Empathy can be defined as the “capacity to identify with another person.” Another author defines it as the “imaginative projection of one’s own consciousness into another being.”
For decades, social work theorists and authors have seen it as a key ability and skill essential to all modes of social work practice, and one which is especially important when working directly with individuals, couples and groups. Several classic social work texts have delved deeply into the process of empathy in clinical practice; among these are The Dynamics of Therapy in a Controlled Relationship (1933) by Jessie Taft and Relationship, The Heart of Helping People (1979) by Helen Harris Perlman. Perlman, in particular, stressed the need for the worker to “bond” with the client through empathy as a way of fully engaging the client in the helping process. Drawing on such works, Shulman, a noted social work scholar, has insisted that a “preliminary empathy” is essential in all beginning interactions with clients if one is to engage them fully in the process of solving problems.
While social work authors have always praised the idea of empathy, the field at large has tended to respond to this emphasis with a degree of ambivalence. While some have urged social workers to “identify with their clients,” “be a friend for the client,” and “join clients in advocating for their interests and rights,” others have stressed instead that impartiality and objectivity on the worker’s part are essential in helping others and must not be compromised. Gordon Hamilton, for example, famously once observed that the service offered by the worker is not the helping relationship itself but the resource offered by the worker. Old social work proverbs make similar observations. For example, one states that “if the worker joins the client, then helper’s chair is vacant,” while another cautions that “if the worker feels the client is tugging at his or her heart strings, it is more likely that the client is pulling the worker’s leg.”
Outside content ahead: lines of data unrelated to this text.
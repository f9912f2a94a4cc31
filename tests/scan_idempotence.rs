//! Full file system checks must only report what actually changed on disk.

mod common;

use asset_curator::{
    event::CuratorEvent,
    properties::{AssetId, TransformFlags, TransformState},
};
use common::{bump_mtime, TestProject};
use std::fs::{remove_file, rename};

fn populated() -> TestProject {
    let project = TestProject::new();
    project.write("textures/a.png", "a");
    project.write("textures/b.png", "b");
    project.write_manifest("a.asset", None, &["textures/a.png"], &[]);
    project.write_manifest("b.asset", None, &["textures/b.png"], &["a.asset"]);
    project.write(".hidden/c.asset", "dependencies = []");
    project
}

#[test]
fn repeated_checks_find_nothing_new() {
    let project = populated();
    let curator = project.curator(project.config());
    assert_eq!(curator.read_index().asset_count(), 2);
    let files = curator.read_index().file_count();

    assert_eq!(curator.check_file_system().unwrap(), 0);
    assert_eq!(curator.check_file_system().unwrap(), 0);
    assert_eq!(curator.read_index().file_count(), files);
}

#[test]
fn touching_a_file_without_changing_it_keeps_states() {
    let project = populated();
    let curator = project.curator(project.config());
    let a = AssetId::from_relative_path("a.asset");
    curator.process_asset(a, TransformFlags::empty()).unwrap();
    assert_eq!(curator.transform_state(a), Some(TransformState::UpToDate));

    bump_mtime(&project.path("textures/a.png"));
    bump_mtime(&project.path("a.asset"));
    assert_eq!(curator.check_file_system().unwrap(), 0);
    assert_eq!(curator.transform_state(a), Some(TransformState::UpToDate));
    assert!(!curator.read_index().is_stale(a));
}

#[test]
fn removed_and_renamed_files_are_reconciled() {
    let project = populated();
    let curator = project.curator(project.config());
    let events = curator.subscribe();
    let a = AssetId::from_relative_path("a.asset");
    let b = AssetId::from_relative_path("b.asset");

    remove_file(project.path("textures/b.png")).unwrap();
    rename(project.path("a.asset"), project.path("renamed.asset")).unwrap();
    assert!(curator.check_file_system().unwrap() > 0);

    let index = curator.read_index();
    assert!(index.file(&project.path("textures/b.png")).is_none());
    assert!(!index.contains_asset(a));
    assert!(index.contains_asset(AssetId::from_relative_path("renamed.asset")));
    assert_eq!(index.transform_state(b), Some(TransformState::Unknown));
    drop(index);

    let events: Vec<CuratorEvent> = events.try_iter().collect();
    assert!(events.contains(&CuratorEvent::AssetListReset));
    assert!(events
        .iter()
        .any(|event| matches!(event, CuratorEvent::AssetRemoved(id, _) if *id == a)));
    assert_eq!(
        curator.update_transform_state(b, false).unwrap(),
        TransformState::MissingDependency
    );
}
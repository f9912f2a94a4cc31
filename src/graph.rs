//! Graph view over the inverse tables, for cycle diagnostics and DOT export.

use petgraph::{
    algo::kosaraju_scc,
    dot::Dot,
    graph::NodeIndex,
    visit::Dfs,
    Graph,
};
use std::collections::{BTreeMap, HashSet};

use crate::{
    index::{AssetIndex, EdgeKind},
    properties::AssetId,
};

/// Asset to asset edges, pointing from the user to the used asset. Plain files that are not
/// assets are not part of the graph.
#[derive(Debug, Clone, Default)]
pub struct AssetGraph(pub Graph<AssetId, EdgeKind>);

impl AssetGraph {
    pub fn from_index(index: &AssetIndex) -> Self {
        let mut graph = Graph::new();
        let mut nodes: BTreeMap<AssetId, NodeIndex> = BTreeMap::new();
        for id in index.asset_ids() {
            nodes.insert(id, graph.add_node(id));
        }
        for record in index.records() {
            let Some(&target) = nodes.get(&record.id) else {
                continue;
            };
            for kind in [EdgeKind::Dependency, EdgeKind::Reference] {
                for user in index.inverse_table(kind).dependents(&record.absolute_path) {
                    if let Some(&source) = nodes.get(&user) {
                        graph.add_edge(source, target, kind);
                    }
                }
            }
        }
        AssetGraph(graph)
    }

    pub fn as_graph(&self) -> &Graph<AssetId, EdgeKind> {
        &self.0
    }

    /// The part of the graph `root` uses, directly or transitively, including `root` itself.
    /// Empty if `root` is not an asset.
    pub fn reachable_from(&self, root: AssetId) -> AssetGraph {
        let Some(start) = self.0.node_indices().find(|idx| self.0[*idx] == root) else {
            return AssetGraph::default();
        };
        let mut reached = HashSet::new();
        let mut dfs = Dfs::new(&self.0, start);
        while let Some(idx) = dfs.next(&self.0) {
            reached.insert(idx);
        }
        AssetGraph(self.0.filter_map(
            |idx, id| reached.contains(&idx).then_some(*id),
            |_, kind| Some(*kind),
        ))
    }

    /// Groups of assets that use each other, directly or transitively. Only groups of two or
    /// more assets, or single assets that use themselves, are reported.
    pub fn cycles(&self) -> Vec<Vec<AssetId>> {
        let mut cycles: Vec<Vec<AssetId>> = kosaraju_scc(&self.0)
            .into_iter()
            .filter(|component| {
                component.len() > 1
                    || component
                        .first()
                        .map(|idx| self.0.contains_edge(*idx, *idx))
                        .unwrap_or(false)
            })
            .map(|component| {
                let mut ids: Vec<AssetId> = component.iter().map(|idx| self.0[*idx]).collect();
                ids.sort();
                ids
            })
            .collect();
        cycles.sort();
        cycles
    }

    /// Graphviz rendering with asset identifiers as node labels and edge kinds as edge labels.
    pub fn to_dot(&self) -> String {
        Dot::new(&self.0).to_string()
    }
}
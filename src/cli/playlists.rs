use tabled::Table;

use crate::{error, info, types::PlaylistTableRow};

pub async fn list_playlists() {
    let token = super::access_token().await;
    let api = super::spotify_api();

    let pb = super::spinner("Fetching playlists...");
    let playlists = match api.get_current_user_playlists(&token, None).await {
        Ok(playlists) => playlists,
        Err(e) => {
            pb.finish_and_clear();
            error!("{}", e);
        }
    };
    pb.finish_and_clear();

    if playlists.is_empty() {
        info!("No playlists found.");
        return;
    }

    let rows: Vec<PlaylistTableRow> = playlists
        .into_iter()
        .map(|p| PlaylistTableRow {
            tracks: p.track_total(),
            name: p.name,
            owner: p.owner.display_name,
            id: p.id,
        })
        .collect();

    println!("{}", Table::new(rows));
}
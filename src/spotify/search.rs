use crate::{
    spotify::{SpotifyApi, errors::Result},
    types::{Album, RawTrack, SearchResponse, Track},
};

impl SpotifyApi {
    /// First page of track matches for `query`.
    pub async fn search_tracks(&self, access_token: &str, query: &str) -> Result<Vec<Track>> {
        let candidates = self
            .search_track_candidates(access_token, query, None)
            .await?;
        Ok(candidates
            .into_iter()
            .filter_map(RawTrack::into_track)
            .collect())
    }

    /// First page of album matches for `query`.
    pub async fn search_albums(&self, access_token: &str, query: &str) -> Result<Vec<Album>> {
        let params = [("q", query.to_string()), ("type", "album".to_string())];
        let response: SearchResponse = self
            .get_json(access_token, "/search", &params, "search albums")
            .await?;

        Ok(response
            .albums
            .map(|page| page.items.into_iter().flatten().collect())
            .unwrap_or_default())
    }

    /// Raw track hits, album type included, for callers that rank candidates.
    pub async fn search_track_candidates(
        &self,
        access_token: &str,
        query: &str,
        limit: Option<u32>,
    ) -> Result<Vec<RawTrack>> {
        let mut params = vec![("q", query.to_string()), ("type", "track".to_string())];
        if let Some(limit) = limit {
            params.push(("limit", limit.to_string()));
        }

        let response: SearchResponse = self
            .get_json(access_token, "/search", &params, "search tracks")
            .await?;

        Ok(response
            .tracks
            .map(|page| page.items.into_iter().flatten().collect())
            .unwrap_or_default())
    }
}
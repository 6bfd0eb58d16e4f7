use std::{
    sync::Arc,
    time::{Duration, Instant},
};

use crate::{
    config, error, info,
    server::{CallbackState, start_api_server},
    success, warning,
};

const MAX_CALLBACK_WAIT: Duration = Duration::from_secs(120);

/// Connects the Spotify account.
///
/// Starts the callback server, opens the authorization page and waits until
/// the callback handler finished the token exchange or the wait times out.
/// The server and this command share one [`crate::spotify::SpotifyAuth`], so
/// the verifier kept in session storage is visible to the exchange.
pub async fn auth() {
    let auth = Arc::new(super::spotify_auth());
    let state = CallbackState::new(Arc::clone(&auth));

    let server_state = state.clone();
    tokio::spawn(async move {
        if let Err(e) = start_api_server(server_state).await {
            warning!("Callback server stopped. Err: {}", e);
        }
    });

    let auth_url = match auth.start_auth(&config::scopes()).await {
        Ok(url) => url,
        Err(e) => error!("Cannot start authorization. Err: {}", e),
    };

    if webbrowser::open(&auth_url).is_err() {
        warning!(
            "Failed to open browser. Please navigate to the following URL manually:\n{}",
            auth_url
        )
    }
    info!("Waiting for Spotify authorization...");

    match wait_for_callback(&state).await {
        Some(Ok(())) => success!("Authentication successful!"),
        Some(Err(e)) => error!("Authentication failed. Err: {}", e),
        None => error!("Authentication timed out."),
    }
}

pub async fn logout() {
    match super::spotify_auth().logout().await {
        Ok(()) => success!("Disconnected from Spotify."),
        Err(e) => error!("Failed to clear stored tokens. Err: {}", e),
    }
}

async fn wait_for_callback(state: &CallbackState) -> Option<Result<(), String>> {
    let start = Instant::now();

    while start.elapsed() < MAX_CALLBACK_WAIT {
        if let Some(outcome) = state.outcome.lock().await.take() {
            return Some(outcome);
        }
        tokio::time::sleep(Duration::from_secs(1)).await;
    }

    None
}
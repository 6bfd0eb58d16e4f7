use std::fmt;

use serde_json::Value;
use thiserror::Error;

/// Result type used across the Spotify client.
pub type Result<T> = std::result::Result<T, SpotifyError>;

/// Failures of the auth flow and the Web API layer.
///
/// A failed token refresh is not part of this enum: refresh returns `None`
/// and callers treat that as "authorize again".
#[derive(Debug, Error)]
pub enum SpotifyError {
    #[error("Missing Spotify client configuration: {0}. Set it in the trackcards .env file.")]
    Configuration(&'static str),

    #[error("Missing PKCE verifier. Restart the Spotify login.")]
    MissingVerifier,

    #[error("Spotify token exchange failed ({status}). Restart the Spotify login.")]
    TokenExchange { status: u16 },

    #[error(transparent)]
    Http(#[from] SpotifyHttpError),

    #[error(
        "Unable to reach Spotify while trying to {action}. Check internet connectivity and try again."
    )]
    Network { action: String },

    #[error("Unexpected Spotify response while trying to {action}: {source}")]
    Decode {
        action: String,
        #[source]
        source: serde_json::Error,
    },

    #[error("Failed to persist Spotify auth state: {0}")]
    Storage(String),

    #[error("Invalid Spotify URL: {0}")]
    InvalidUrl(#[from] url::ParseError),
}

impl SpotifyError {
    /// Advisory rate-limit delay carried by a 429 response.
    pub fn retry_after_seconds(&self) -> Option<u64> {
        match self {
            SpotifyError::Http(e) => e.retry_after_seconds,
            _ => None,
        }
    }
}

/// Non-2xx response from the Web API.
#[derive(Debug, Clone, PartialEq, Eq)]
pub struct SpotifyHttpError {
    pub action: String,
    pub status: u16,
    pub status_text: String,
    /// Path and query only.
    pub endpoint: String,
    pub reason: Option<String>,
    pub retry_after_seconds: Option<u64>,
}

impl fmt::Display for SpotifyHttpError {
    fn fmt(&self, f: &mut fmt::Formatter<'_>) -> fmt::Result {
        f.write_str(&build_error_message(
            &self.action,
            self.status,
            &self.status_text,
            &self.endpoint,
            self.reason.as_deref(),
            self.retry_after_seconds,
        ))
    }
}

impl std::error::Error for SpotifyHttpError {}

/// Hint shown when Spotify gave no reason of its own.
pub fn status_hint(status: u16, retry_after_seconds: Option<u64>) -> Option<String> {
    match status {
        401 => Some(
            "Spotify access token expired or is invalid. Reconnect Spotify and try again."
                .to_string(),
        ),
        403 => Some(
            "Spotify denied this request. Your account may be missing required permissions/scopes."
                .to_string(),
        ),
        429 => Some(match retry_after_seconds {
            Some(seconds) => format!("Rate limited by Spotify. Retry in about {seconds}s."),
            None => "Rate limited by Spotify. Retry in a few seconds.".to_string(),
        }),
        s if s >= 500 => {
            Some("Spotify service is currently unavailable. Try again shortly.".to_string())
        }
        _ => None,
    }
}

/// `Failed to {action} ({status} {statusText}) on {endpoint}: {reason or hint}`,
/// ending with a period instead when neither a reason nor a hint exists.
pub fn build_error_message(
    action: &str,
    status: u16,
    status_text: &str,
    endpoint: &str,
    reason: Option<&str>,
    retry_after_seconds: Option<u64>,
) -> String {
    let status_label = if status_text.trim().is_empty() {
        "Unknown Status"
    } else {
        status_text
    };

    let reason_or_hint = reason
        .map(str::to_string)
        .or_else(|| status_hint(status, retry_after_seconds));

    match reason_or_hint {
        Some(detail) => {
            format!("Failed to {action} ({status} {status_label}) on {endpoint}: {detail}")
        }
        None => format!("Failed to {action} ({status} {status_label}) on {endpoint}."),
    }
}

/// Pulls a human readable reason out of an error payload.
///
/// A non-blank string payload is its own reason. For objects the top-level
/// `message` wins over `error.message`. Everything else yields `None`.
pub fn extract_error_reason(payload: &Value) -> Option<String> {
    match payload {
        Value::String(text) => non_blank(text),
        Value::Object(map) => {
            if let Some(message) = map.get("message").and_then(Value::as_str).and_then(non_blank) {
                return Some(message);
            }
            map.get("error")
                .and_then(Value::as_object)
                .and_then(|nested| nested.get("message"))
                .and_then(Value::as_str)
                .and_then(non_blank)
        }
        _ => None,
    }
}

fn non_blank(text: &str) -> Option<String> {
    let trimmed = text.trim();
    (!trimmed.is_empty()).then(|| trimmed.to_string())
}
use tabled::Table;

use crate::{
    error, info,
    types::{AlbumTableRow, TrackTableRow},
};

pub async fn search_tracks(query: String) {
    let token = super::access_token().await;
    let api = super::spotify_api();

    let pb = super::spinner(&format!("Searching tracks for \"{query}\"..."));
    let tracks = match api.search_tracks(&token, &query).await {
        Ok(tracks) => tracks,
        Err(e) => {
            pb.finish_and_clear();
            error!("{}", e);
        }
    };
    pb.finish_and_clear();

    if tracks.is_empty() {
        info!("No tracks found.");
        return;
    }

    let rows: Vec<TrackTableRow> = tracks
        .into_iter()
        .map(|t| TrackTableRow {
            artists: t.artist_names(", "),
            name: t.name,
            album: t.album.name,
            released: t.album.release_date,
            id: t.id,
        })
        .collect();

    println!("{}", Table::new(rows));
}

pub async fn search_albums(query: String) {
    let token = super::access_token().await;
    let api = super::spotify_api();

    let pb = super::spinner(&format!("Searching albums for \"{query}\"..."));
    let albums = match api.search_albums(&token, &query).await {
        Ok(albums) => albums,
        Err(e) => {
            pb.finish_and_clear();
            error!("{}", e);
        }
    };
    pb.finish_and_clear();

    if albums.is_empty() {
        info!("No albums found.");
        return;
    }

    let rows: Vec<AlbumTableRow> = albums
        .into_iter()
        .map(|a| AlbumTableRow {
            artists: a
                .artists
                .iter()
                .map(|artist| artist.name.as_str())
                .collect::<Vec<_>>()
                .join(", "),
            name: a.name,
            released: a.release_date,
            tracks: a.total_tracks,
            id: a.id,
        })
        .collect();

    println!("{}", Table::new(rows));
}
In a recent article, psychologist Paul Bloom addresses this tricky issue of balance between empathy and professional distance in helping relationships. According to him, human empathy is highly overridden by emotion, which may lead us to behavior that is “biased, tribal, and often cruel.” This is because it is highly focused on the plight of single individuals or groups of individuals and neglects broader considerations, such as the wider and long term consequences of our actions. A common example would be what often occurs when homeless individuals are encountered begging on the street. Felling empathetic, some people may feel moved to give the individual money to ease their plight. While occasional instances of this response may be harmless, such donations to do little to ease the individual’s long-term situation and if repeated many times may actually prolong the individual’s desire to stay on the street and not seek shelter or rehabilitation of any kind. Thus, empathy tends to be strongly directed by our intense desire to immediately reduce the sufferings of the individual immediately in front of us and fails to consider harm or the needs of others equally needy but not present and other alternatives for addressing suffering (such as providing meals, housing and social programs for the homeless).
Bloom recommends instead helping approaches based on “compassion” rather than empathy. In these approaches some degree of rational deliberation is used to guide helping efforts. These approaches would thus be more programmatic, with a consideration in some way of goals, boundaries, values and the costs and benefits of various means of help, as well as some consideration of the effectiveness of such efforts. Thus, compassion, he explains, is feeling for but not with the other person. In this way we learn to listen to our heads and not our hearts and with much better results.
“Too cold,” social workers may object. But, says Bloom, it “makes the world a better place.”